The recorded structural crystallization transient of Fig. 6 reflects the fractional crystalline content of the entire area within the circumference of the ≈70-μm-diameter probing electron pulse. Increase in the signal comes both from the super lateral growth from liquid pockets (zone C) and explosive crystallization (zone c), with each having a distinct time evolution. At the interface, nucleated crystallites form the explosive front because of balance between latent heat of their crystallization and melting in neighboring amorphous structure. In zone C, the crystallization will occur at later times, but the released latent heat most probably will be nonexplosive given the time scale involved in cooling rates. Using a propagation speed for explosive crystallization of 10–20 m/s (23, 29), we may make a reasonable estimate of the appearance time of contributions from zone c. The crystal fraction distribution at t = +∞ is taken as uniform to a radius of 25 μm, then falling off to zero by 40 μm, consistent with the images of Fig. 2. Thus, the simple model of explosive crystallization starting at the edge of zone C (r = 17 μm) at t = 0 and traveling at 15 m/s across zone c to 35 μm yields a duration of 1.2 μs for contributions to the total signal from zone c alone, which is the time scale recorded in Fig. 6.

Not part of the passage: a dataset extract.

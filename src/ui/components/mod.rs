// SPDX-License-Identifier: MIT
// SPDX-FileCopyrightText: 2026 pdflatch contributors

//! Reusable egui components structured for MVU-style updates.

pub mod dropzone;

Taking a propagation time of ≈0.4 μs (Fig. 6) gives a distance in zone c of ≈6 μm and a 2D area accounting for ≈20% of the final signal, which is consistent with the explosive wave being effective to nearly half of the measured value at that time. The step observed in the kinetic profile appears to be from a delayed process, and we attribute it to the super lateral growth that is of slower nature. In comparing our step in structural crystallinity to some that have been reported in oscilloscope (bright field) detection (see ref. 12 and earlier references therein), although the time scale is similar, the signal-to-noise ratio does not permit us to comment on their origin. Clearly, future experiments will further explore the phase changes reported here, both spatially and temporally, given the fundamental questions pertinent to materials (30) and the relevance to the important silicon technology (31, 32).
Conclusion
The combined single-electron and single-pulse imaging in our ultrafast electron microscopy makes possible the study of reversible and irreversible structural dynamics. We exploit the single-pulse mode of operation to report here on the 4D visualization of nucleation and crystallization, as seen in the morphology (real space), and atomic-scale diffraction, during the transformation of amorphous to crystalline structure. The dynamical processes are resolved spatially and temporally. It is clear to us that this same approach is applicable to biological structures, including those that exhibit helicity effects in diffraction (33) and collapsed intermediate structures (34, 35). The concept discussed here of a “coherent” and “diffusive” search for native structures, through kinetic arrest of phase change, may turn out to be relevant in protein folding, as amorphous structures transform to their native ones.
Acknowledgments.
We thank Mr. Young Shik Shin for his help in the preparation of specimens and two referees for their helpful comments. This work was supported by the National Science Foundation, the Air Force Office of Scientific Research, and the Gordon and Betty Moore Foundation. Single-pulse biological imaging is supported in part by the National Institutes of Health.
Footnotes
The authors declare no conflict of interest.